Among the entries below, find each line with "debug" and show it.

------------------------------------------------------------------------

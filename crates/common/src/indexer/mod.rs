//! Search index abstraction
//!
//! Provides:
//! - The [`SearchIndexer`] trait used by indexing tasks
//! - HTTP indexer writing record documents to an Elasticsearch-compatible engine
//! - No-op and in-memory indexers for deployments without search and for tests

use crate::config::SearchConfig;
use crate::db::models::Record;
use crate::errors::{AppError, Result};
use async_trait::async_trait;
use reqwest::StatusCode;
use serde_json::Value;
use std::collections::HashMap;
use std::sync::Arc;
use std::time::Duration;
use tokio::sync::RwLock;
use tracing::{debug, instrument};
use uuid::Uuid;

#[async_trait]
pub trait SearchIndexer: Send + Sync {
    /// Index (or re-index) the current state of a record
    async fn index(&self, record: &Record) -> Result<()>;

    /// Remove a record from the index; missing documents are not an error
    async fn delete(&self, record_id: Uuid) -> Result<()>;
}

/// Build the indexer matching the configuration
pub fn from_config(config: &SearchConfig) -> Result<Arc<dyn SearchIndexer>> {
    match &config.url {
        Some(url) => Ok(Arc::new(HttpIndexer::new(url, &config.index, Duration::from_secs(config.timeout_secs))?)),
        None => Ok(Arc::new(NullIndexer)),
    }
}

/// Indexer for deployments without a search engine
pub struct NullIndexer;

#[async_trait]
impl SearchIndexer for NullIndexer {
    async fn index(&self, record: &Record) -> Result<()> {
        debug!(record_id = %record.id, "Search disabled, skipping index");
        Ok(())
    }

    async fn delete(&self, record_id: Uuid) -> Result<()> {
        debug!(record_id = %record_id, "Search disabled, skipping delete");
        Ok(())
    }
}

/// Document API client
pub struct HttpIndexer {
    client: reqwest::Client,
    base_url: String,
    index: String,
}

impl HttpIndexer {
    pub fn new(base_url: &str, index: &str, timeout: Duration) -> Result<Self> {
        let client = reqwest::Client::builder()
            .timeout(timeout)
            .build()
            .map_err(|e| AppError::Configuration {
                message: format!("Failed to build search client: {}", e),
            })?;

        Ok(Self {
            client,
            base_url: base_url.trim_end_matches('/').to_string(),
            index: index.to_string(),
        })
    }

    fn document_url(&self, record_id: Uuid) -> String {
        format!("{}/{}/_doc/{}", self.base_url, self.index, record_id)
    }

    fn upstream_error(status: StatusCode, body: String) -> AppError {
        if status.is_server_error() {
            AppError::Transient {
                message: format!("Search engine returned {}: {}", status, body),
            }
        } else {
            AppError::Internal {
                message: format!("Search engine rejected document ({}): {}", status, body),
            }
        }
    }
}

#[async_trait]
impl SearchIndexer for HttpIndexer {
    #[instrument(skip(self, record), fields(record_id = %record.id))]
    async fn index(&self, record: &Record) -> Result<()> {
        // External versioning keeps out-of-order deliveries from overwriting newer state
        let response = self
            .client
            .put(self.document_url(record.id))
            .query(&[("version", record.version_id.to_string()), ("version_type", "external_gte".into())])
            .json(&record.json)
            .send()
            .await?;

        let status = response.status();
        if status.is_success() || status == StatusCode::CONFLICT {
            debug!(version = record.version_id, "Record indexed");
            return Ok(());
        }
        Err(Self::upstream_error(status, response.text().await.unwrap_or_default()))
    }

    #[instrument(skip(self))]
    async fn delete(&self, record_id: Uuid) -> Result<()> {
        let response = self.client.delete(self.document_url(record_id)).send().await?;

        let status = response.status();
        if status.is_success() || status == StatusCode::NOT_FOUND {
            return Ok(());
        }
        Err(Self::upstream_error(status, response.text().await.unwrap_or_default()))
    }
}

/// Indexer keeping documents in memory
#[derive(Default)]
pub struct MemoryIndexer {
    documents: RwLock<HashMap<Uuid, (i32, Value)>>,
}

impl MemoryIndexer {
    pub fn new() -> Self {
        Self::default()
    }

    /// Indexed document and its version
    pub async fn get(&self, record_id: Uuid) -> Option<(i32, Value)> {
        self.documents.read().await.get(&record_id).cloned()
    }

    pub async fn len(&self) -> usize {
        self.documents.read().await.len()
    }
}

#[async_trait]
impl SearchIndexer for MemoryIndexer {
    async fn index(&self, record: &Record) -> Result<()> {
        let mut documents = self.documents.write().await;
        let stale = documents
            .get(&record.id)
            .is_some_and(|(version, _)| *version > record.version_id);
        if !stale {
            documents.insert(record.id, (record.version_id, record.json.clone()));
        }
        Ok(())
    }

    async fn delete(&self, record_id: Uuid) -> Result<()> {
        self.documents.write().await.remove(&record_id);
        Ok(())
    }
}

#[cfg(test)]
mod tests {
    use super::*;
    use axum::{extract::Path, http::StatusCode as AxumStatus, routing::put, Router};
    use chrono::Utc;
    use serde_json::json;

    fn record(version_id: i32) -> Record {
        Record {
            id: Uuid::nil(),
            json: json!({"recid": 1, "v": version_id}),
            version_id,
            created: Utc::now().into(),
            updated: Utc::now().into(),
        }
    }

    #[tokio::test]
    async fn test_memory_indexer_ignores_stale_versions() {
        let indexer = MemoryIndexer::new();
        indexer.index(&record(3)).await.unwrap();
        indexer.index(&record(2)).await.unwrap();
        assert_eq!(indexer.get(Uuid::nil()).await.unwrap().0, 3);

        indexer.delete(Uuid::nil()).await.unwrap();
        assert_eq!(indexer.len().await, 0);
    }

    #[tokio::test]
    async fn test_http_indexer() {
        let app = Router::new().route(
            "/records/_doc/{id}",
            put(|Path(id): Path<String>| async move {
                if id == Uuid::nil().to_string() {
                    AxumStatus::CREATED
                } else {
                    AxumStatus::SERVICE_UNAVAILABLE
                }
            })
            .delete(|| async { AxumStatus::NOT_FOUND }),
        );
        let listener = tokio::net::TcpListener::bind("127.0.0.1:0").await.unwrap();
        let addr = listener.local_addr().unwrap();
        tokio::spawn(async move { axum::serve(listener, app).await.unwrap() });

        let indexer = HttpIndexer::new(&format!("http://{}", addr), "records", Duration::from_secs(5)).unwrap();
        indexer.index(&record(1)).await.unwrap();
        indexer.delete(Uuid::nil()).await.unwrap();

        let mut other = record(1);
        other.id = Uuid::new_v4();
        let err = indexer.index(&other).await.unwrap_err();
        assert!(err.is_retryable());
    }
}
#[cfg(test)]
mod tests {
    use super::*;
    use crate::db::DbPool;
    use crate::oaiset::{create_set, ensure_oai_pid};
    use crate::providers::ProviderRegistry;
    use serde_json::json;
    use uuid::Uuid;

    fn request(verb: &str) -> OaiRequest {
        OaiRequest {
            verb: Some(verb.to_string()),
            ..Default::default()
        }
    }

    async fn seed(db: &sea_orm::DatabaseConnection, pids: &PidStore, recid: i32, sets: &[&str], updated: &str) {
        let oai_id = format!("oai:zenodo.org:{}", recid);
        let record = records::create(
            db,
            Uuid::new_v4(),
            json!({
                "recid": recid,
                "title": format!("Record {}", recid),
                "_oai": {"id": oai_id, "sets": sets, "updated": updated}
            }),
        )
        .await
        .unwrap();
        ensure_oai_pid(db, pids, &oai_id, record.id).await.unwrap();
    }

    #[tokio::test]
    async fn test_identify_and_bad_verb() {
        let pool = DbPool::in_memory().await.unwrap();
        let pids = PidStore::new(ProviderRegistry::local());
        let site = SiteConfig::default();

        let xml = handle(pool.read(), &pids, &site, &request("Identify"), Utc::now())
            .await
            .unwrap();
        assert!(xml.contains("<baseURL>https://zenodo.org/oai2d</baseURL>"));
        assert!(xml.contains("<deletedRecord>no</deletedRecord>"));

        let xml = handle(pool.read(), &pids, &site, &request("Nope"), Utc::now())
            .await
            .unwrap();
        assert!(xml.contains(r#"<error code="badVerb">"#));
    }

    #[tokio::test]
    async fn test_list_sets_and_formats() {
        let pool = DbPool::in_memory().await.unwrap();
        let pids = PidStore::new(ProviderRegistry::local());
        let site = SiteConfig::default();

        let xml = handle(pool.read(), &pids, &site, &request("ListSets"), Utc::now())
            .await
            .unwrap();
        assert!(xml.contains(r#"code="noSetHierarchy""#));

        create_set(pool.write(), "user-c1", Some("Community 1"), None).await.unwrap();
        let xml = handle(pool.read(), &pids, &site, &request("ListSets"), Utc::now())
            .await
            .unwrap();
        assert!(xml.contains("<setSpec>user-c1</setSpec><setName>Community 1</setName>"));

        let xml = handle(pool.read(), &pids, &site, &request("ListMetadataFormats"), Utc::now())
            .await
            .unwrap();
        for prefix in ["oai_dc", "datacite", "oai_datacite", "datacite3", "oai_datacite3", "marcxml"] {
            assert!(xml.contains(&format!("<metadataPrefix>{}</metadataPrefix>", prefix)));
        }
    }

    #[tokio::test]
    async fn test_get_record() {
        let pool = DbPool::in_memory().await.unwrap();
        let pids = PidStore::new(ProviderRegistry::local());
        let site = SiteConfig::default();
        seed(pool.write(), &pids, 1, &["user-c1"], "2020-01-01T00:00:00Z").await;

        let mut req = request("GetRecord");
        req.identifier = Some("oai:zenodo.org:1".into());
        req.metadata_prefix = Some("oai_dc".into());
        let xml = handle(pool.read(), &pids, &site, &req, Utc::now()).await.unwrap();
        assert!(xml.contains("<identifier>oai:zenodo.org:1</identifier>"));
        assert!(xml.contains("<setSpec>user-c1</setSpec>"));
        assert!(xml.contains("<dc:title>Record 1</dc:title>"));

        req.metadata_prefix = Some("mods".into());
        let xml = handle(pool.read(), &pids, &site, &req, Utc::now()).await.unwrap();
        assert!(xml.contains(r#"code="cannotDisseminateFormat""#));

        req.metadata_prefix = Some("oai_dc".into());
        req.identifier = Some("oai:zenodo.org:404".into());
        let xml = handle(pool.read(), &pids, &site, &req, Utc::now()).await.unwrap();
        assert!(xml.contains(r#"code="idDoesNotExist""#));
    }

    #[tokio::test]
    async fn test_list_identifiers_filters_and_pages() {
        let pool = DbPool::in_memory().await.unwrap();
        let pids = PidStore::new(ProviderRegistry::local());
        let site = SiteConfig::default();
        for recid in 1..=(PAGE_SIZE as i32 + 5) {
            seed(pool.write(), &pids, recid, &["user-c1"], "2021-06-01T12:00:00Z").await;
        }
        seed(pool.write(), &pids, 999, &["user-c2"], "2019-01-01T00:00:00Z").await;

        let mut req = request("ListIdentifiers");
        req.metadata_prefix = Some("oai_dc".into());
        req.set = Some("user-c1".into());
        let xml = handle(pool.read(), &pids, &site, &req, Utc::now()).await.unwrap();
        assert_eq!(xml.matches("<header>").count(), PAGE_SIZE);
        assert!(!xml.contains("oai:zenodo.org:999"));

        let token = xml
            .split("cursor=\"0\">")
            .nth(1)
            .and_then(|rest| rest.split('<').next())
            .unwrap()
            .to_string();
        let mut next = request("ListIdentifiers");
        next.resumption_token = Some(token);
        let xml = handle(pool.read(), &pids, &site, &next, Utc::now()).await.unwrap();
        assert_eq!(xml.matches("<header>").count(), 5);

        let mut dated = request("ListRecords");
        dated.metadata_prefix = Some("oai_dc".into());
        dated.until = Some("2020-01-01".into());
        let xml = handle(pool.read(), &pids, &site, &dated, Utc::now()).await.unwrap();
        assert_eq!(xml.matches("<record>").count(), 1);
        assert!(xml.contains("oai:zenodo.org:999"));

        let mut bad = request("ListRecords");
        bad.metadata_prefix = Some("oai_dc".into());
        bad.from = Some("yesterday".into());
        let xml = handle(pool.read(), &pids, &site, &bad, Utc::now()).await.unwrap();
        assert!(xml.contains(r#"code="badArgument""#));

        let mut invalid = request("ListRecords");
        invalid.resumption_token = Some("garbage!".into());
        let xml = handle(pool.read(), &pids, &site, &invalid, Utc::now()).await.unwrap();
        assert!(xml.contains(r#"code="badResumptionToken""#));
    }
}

------------------------------------------------------------------------

▶ **Response to the task**
use tracing::{debug, instrument};
        debug!(record_id = %record.id, "Search disabled, skipping index");
        debug!(record_id = %record_id, "Search disabled, skipping delete");
            debug!(version = record.version_id, "Record indexed");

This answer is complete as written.